*TASK ITEM*: When counting, include every line of the data that holds "tracing", then state the total alone.

[Source data]
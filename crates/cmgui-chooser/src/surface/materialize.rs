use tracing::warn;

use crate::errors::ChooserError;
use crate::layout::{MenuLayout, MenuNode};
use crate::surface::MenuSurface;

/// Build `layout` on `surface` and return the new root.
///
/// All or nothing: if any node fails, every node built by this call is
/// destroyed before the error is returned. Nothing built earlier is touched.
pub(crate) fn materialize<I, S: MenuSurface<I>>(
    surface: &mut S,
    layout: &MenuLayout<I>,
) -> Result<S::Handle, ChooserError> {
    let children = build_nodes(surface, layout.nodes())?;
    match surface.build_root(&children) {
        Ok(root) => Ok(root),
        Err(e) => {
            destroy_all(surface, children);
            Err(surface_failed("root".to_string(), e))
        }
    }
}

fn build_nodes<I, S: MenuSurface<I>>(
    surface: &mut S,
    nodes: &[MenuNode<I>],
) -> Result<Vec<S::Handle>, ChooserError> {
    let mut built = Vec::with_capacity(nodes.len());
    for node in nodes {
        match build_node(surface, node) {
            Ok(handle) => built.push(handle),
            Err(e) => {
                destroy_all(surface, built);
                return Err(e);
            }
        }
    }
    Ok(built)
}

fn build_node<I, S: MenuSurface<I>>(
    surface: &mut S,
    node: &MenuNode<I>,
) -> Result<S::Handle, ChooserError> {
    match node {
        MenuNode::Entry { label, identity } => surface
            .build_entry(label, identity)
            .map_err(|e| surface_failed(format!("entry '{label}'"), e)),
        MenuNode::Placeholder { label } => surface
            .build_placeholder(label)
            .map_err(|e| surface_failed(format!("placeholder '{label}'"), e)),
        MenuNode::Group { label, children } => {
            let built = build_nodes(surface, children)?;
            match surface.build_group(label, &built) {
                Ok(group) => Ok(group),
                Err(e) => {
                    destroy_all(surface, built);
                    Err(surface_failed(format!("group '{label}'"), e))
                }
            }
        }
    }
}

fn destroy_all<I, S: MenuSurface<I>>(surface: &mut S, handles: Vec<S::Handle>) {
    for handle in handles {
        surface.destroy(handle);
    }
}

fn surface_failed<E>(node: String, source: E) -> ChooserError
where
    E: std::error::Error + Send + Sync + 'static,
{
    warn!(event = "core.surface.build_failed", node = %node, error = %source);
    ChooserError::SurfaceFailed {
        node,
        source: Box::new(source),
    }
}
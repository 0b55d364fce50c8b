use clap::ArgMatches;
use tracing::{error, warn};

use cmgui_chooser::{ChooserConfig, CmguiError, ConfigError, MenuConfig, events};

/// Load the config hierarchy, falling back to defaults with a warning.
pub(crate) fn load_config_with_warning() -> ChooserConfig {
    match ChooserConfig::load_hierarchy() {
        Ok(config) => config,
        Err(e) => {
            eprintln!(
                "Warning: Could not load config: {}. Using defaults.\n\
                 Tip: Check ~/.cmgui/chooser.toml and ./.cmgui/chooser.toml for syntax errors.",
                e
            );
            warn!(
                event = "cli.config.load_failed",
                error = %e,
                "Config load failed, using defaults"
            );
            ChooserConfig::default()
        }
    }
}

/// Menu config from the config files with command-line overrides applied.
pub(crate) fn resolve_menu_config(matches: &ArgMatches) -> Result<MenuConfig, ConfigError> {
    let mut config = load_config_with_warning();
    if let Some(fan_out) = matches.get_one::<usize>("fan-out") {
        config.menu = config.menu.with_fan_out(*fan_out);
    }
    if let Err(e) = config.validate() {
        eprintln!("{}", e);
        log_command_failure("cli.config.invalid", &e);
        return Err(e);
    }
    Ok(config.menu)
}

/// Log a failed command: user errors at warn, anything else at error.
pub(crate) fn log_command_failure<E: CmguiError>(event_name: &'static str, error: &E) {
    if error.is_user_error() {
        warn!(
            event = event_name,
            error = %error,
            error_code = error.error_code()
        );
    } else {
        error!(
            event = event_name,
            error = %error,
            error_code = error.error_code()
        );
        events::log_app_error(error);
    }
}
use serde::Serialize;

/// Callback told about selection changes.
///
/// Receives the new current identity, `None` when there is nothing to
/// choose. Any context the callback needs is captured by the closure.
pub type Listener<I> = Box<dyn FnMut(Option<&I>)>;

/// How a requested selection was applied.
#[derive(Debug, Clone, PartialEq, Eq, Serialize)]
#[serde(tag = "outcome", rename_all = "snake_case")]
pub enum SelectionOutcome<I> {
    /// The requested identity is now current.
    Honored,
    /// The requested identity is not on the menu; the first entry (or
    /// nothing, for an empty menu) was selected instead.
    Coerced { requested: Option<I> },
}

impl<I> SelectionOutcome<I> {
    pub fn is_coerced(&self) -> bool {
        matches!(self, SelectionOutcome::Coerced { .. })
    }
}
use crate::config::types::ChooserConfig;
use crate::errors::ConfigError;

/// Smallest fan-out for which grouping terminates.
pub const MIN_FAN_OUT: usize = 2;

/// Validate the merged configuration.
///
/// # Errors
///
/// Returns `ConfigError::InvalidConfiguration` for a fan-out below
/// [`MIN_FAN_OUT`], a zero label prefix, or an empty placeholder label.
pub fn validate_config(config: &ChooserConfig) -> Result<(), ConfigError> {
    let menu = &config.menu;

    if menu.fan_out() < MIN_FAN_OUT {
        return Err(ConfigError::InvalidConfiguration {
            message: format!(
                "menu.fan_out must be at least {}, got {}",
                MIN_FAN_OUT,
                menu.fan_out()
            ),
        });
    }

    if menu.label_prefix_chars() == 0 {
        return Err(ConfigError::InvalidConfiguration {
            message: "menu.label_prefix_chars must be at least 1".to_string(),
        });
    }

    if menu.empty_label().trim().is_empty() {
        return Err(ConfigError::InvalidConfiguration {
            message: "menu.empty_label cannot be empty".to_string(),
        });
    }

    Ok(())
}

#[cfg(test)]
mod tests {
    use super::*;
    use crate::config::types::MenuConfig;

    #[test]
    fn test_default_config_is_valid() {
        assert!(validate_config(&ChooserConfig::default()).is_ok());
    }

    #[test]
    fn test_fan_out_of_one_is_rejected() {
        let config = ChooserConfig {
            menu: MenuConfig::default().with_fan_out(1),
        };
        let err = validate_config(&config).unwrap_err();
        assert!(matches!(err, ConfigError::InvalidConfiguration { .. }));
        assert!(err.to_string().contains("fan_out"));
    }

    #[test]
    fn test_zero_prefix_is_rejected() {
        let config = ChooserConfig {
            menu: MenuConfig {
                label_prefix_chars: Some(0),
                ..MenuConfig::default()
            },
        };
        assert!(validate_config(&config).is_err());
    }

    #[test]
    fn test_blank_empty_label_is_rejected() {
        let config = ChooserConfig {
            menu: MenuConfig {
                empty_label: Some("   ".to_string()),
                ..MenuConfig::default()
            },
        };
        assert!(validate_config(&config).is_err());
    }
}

*SOLUTION TO THIS TASK*: 2